#### DATASET EXTRACT ####

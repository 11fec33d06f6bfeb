use std::fs::{self, File};
use std::io;
use std::path::{Component, Path, PathBuf};

use tracing::{debug, info};

use crate::error::{EngineError, Result};

/// Resolves an archive entry name under `dest`, or `None` if it would land outside it.
fn resolve_entry(dest: &Path, name: &str) -> Option<PathBuf> {
    let name = name.replace('\\', "/");
    let mut relative = PathBuf::new();
    let mut depth = 0usize;
    for component in Path::new(&name).components() {
        match component {
            Component::Normal(part) => {
                relative.push(part);
                depth += 1;
            }
            Component::CurDir => {}
            Component::ParentDir => {
                depth = depth.checked_sub(1)?;
                relative.pop();
            }
            Component::RootDir | Component::Prefix(_) => return None,
        }
    }
    Some(dest.join(relative))
}

fn extract_blocking(archive_path: &Path, dest: &Path) -> Result<usize> {
    let file = File::open(archive_path).map_err(|e| EngineError::extraction(archive_path, e))?;
    let mut archive =
        zip::ZipArchive::new(io::BufReader::new(file)).map_err(|e| EngineError::extraction(archive_path, e))?;

    // Refuse the whole archive before anything is written.
    if let Some(bad) = archive.file_names().find(|name| resolve_entry(dest, name).is_none()) {
        return Err(EngineError::extraction(
            archive_path,
            format!("entry {:?} escapes the destination directory", bad),
        ));
    }

    fs::create_dir_all(dest).map_err(|e| EngineError::disk(dest, e))?;
    let mut written = 0;
    for i in 0..archive.len() {
        let mut entry = archive
            .by_index(i)
            .map_err(|e| EngineError::extraction(archive_path, e))?;
        let Some(target) = resolve_entry(dest, entry.name()) else {
            return Err(EngineError::extraction(
                archive_path,
                format!("entry {:?} escapes the destination directory", entry.name()),
            ));
        };
        if entry.is_dir() {
            fs::create_dir_all(&target).map_err(|e| EngineError::disk(&target, e))?;
            continue;
        }
        if let Some(parent) = target.parent() {
            fs::create_dir_all(parent).map_err(|e| EngineError::disk(parent, e))?;
        }
        let mut out = File::create(&target).map_err(|e| EngineError::disk(&target, e))?;
        io::copy(&mut entry, &mut out).map_err(|e| match e.kind() {
            io::ErrorKind::InvalidData | io::ErrorKind::UnexpectedEof => {
                EngineError::extraction(archive_path, format!("{}: {}", entry.name(), e))
            }
            _ => EngineError::disk(&target, e),
        })?;
        written += 1;
    }
    debug!(?archive_path, files = written, "unpacked");
    Ok(written)
}

/// Unpacks `archive` into `dest` and deletes it. On failure the archive stays
/// in place so extraction can be retried without downloading again.
pub async fn extract_archive(archive: &Path, dest: &Path) -> Result<usize> {
    let archive_path = archive.to_path_buf();
    let dest_path = dest.to_path_buf();
    let files = tokio::task::spawn_blocking(move || extract_blocking(&archive_path, &dest_path)).await??;
    tokio::fs::remove_file(archive)
        .await
        .map_err(|e| EngineError::disk(archive, e))?;
    info!(?archive, ?dest, files, "extracted");
    Ok(files)
}

#[cfg(test)]
mod tests {
    use super::*;
    use std::io::Write;
    use zip::write::FileOptions;

    fn build_zip(path: &Path, entries: &[(&str, &[u8])]) {
        let mut zip = zip::ZipWriter::new(File::create(path).unwrap());
        let options = FileOptions::default().compression_method(zip::CompressionMethod::Deflated);
        for (name, content) in entries {
            if name.ends_with('/') {
                zip.add_directory(*name, options).unwrap();
            } else {
                zip.start_file(*name, options).unwrap();
                zip.write_all(content).unwrap();
            }
        }
        zip.finish().unwrap();
    }

    #[test]
    fn resolve_entry_rejects_escapes() {
        let dest = Path::new("/data/coco");
        assert_eq!(
            resolve_entry(dest, "val2017/0001.jpg"),
            Some(PathBuf::from("/data/coco/val2017/0001.jpg"))
        );
        assert_eq!(
            resolve_entry(dest, "a/../b.txt"),
            Some(PathBuf::from("/data/coco/b.txt"))
        );
        assert_eq!(resolve_entry(dest, "../evil.txt"), None);
        assert_eq!(resolve_entry(dest, "a/../../evil.txt"), None);
        assert_eq!(resolve_entry(dest, "/etc/passwd"), None);
        assert_eq!(resolve_entry(dest, "..\\evil.txt"), None);
    }

    #[tokio::test]
    async fn extracts_tree_and_removes_archive() {
        let dir = tempfile::tempdir().unwrap();
        let archive = dir.path().join("annotations.zip");
        build_zip(
            &archive,
            &[
                ("annotations/", b""),
                ("annotations/instances_val2017.json", b"{}"),
                ("annotations/captions_val2017.json", b"[]"),
            ],
        );
        let dest = dir.path().join("coco");
        let files = extract_archive(&archive, &dest).await.unwrap();
        assert_eq!(files, 2);
        assert_eq!(
            std::fs::read(dest.join("annotations/instances_val2017.json")).unwrap(),
            b"{}"
        );
        assert!(!archive.exists());
    }

    #[tokio::test]
    async fn traversal_entry_fails_without_writing() {
        let dir = tempfile::tempdir().unwrap();
        let archive = dir.path().join("bad.zip");
        build_zip(&archive, &[("ok.txt", b"fine"), ("../evil.txt", b"gotcha")]);
        let dest = dir.path().join("out");
        let err = extract_archive(&archive, &dest).await.unwrap_err();
        assert!(matches!(err, EngineError::Extraction { .. }));
        assert!(!dir.path().join("evil.txt").exists());
        assert!(!dest.join("ok.txt").exists());
        assert!(archive.exists());
    }

    #[tokio::test]
    async fn corrupt_archive_is_preserved() {
        let dir = tempfile::tempdir().unwrap();
        let archive = dir.path().join("broken.zip");
        std::fs::write(&archive, b"definitely not a zip file").unwrap();
        let err = extract_archive(&archive, &dir.path().join("out")).await.unwrap_err();
        assert!(matches!(err, EngineError::Extraction { .. }));
        assert!(archive.exists());
    }
}
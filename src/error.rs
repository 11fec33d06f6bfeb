use std::path::PathBuf;

use thiserror::Error;

pub type Result<T, E = EngineError> = std::result::Result<T, E>;

#[derive(Debug, Error)]
pub enum EngineError {
    /// Connection reset, timeout, truncated body. Retried with backoff.
    #[error("network error: {0}")]
    Network(String),

    #[error("server answered HTTP {status} for {url}")]
    HttpStatus { url: String, status: u16 },

    #[error("server ignored the range request for offset {offset}")]
    RangeUnsupported { offset: u64 },

    #[error("size mismatch: expected {expected} bytes, found {actual}")]
    SizeMismatch { expected: u64, actual: u64 },

    #[error("checksum mismatch: expected {expected}, got {actual}")]
    ChecksumMismatch { expected: String, actual: String },

    #[error("unsupported checksum {0:?}, expected md5:<hex> or sha256:<hex>")]
    InvalidChecksum(String),

    #[error("checksum verification required but none is known for {0}")]
    MissingChecksum(String),

    #[error("extraction of {archive} failed: {message}")]
    Extraction { archive: PathBuf, message: String },

    #[error("disk error on {path}: {source}")]
    Disk {
        path: PathBuf,
        #[source]
        source: std::io::Error,
    },

    #[error("resume record {path} is unusable: {message}")]
    StateCorrupt { path: PathBuf, message: String },

    #[error("transfer cancelled")]
    Cancelled,

    #[error("transfer {0} is running")]
    Busy(String),

    #[error("unknown transfer {0}")]
    UnknownTransfer(String),

    #[error("task failed: {0}")]
    Join(#[from] tokio::task::JoinError),
}

impl EngineError {
    pub fn disk(path: impl Into<PathBuf>, source: std::io::Error) -> Self {
        Self::Disk {
            path: path.into(),
            source,
        }
    }

    pub fn extraction(archive: impl Into<PathBuf>, message: impl ToString) -> Self {
        Self::Extraction {
            archive: archive.into(),
            message: message.to_string(),
        }
    }

    /// Whether a segment should retry the remaining sub-range after this error.
    pub fn is_transient(&self) -> bool {
        match self {
            Self::Network(_) => true,
            Self::HttpStatus { status, .. } => *status >= 500 || *status == 408 || *status == 429,
            _ => false,
        }
    }
}

impl From<reqwest::Error> for EngineError {
    fn from(e: reqwest::Error) -> Self {
        match e.status() {
            Some(status) => Self::HttpStatus {
                url: e.url().map(|u| u.to_string()).unwrap_or_default(),
                status: status.as_u16(),
            },
            None => Self::Network(e.to_string()),
        }
    }
}

#[cfg(test)]
mod tests {
    use super::*;

    #[test]
    fn server_errors_are_transient() {
        let err = EngineError::HttpStatus {
            url: "http://x".into(),
            status: 503,
        };
        assert!(err.is_transient());
        assert!(EngineError::Network("reset".into()).is_transient());
    }

    #[test]
    fn client_and_disk_errors_are_fatal() {
        let err = EngineError::HttpStatus {
            url: "http://x".into(),
            status: 404,
        };
        assert!(!err.is_transient());
        let disk = EngineError::disk(
            "/nope",
            std::io::Error::new(std::io::ErrorKind::PermissionDenied, "denied"),
        );
        assert!(!disk.is_transient());
        assert!(!EngineError::RangeUnsupported { offset: 10 }.is_transient());
    }
}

####

→ YOUR INSTRUCTIONS: To answer, copy each line from the material above that has the word "ErrorKind".

→ WRITTEN REPLY:
            io::ErrorKind::InvalidData | io::ErrorKind::UnexpectedEof => {
            std::io::Error::new(std::io::ErrorKind::PermissionDenied, "denied"),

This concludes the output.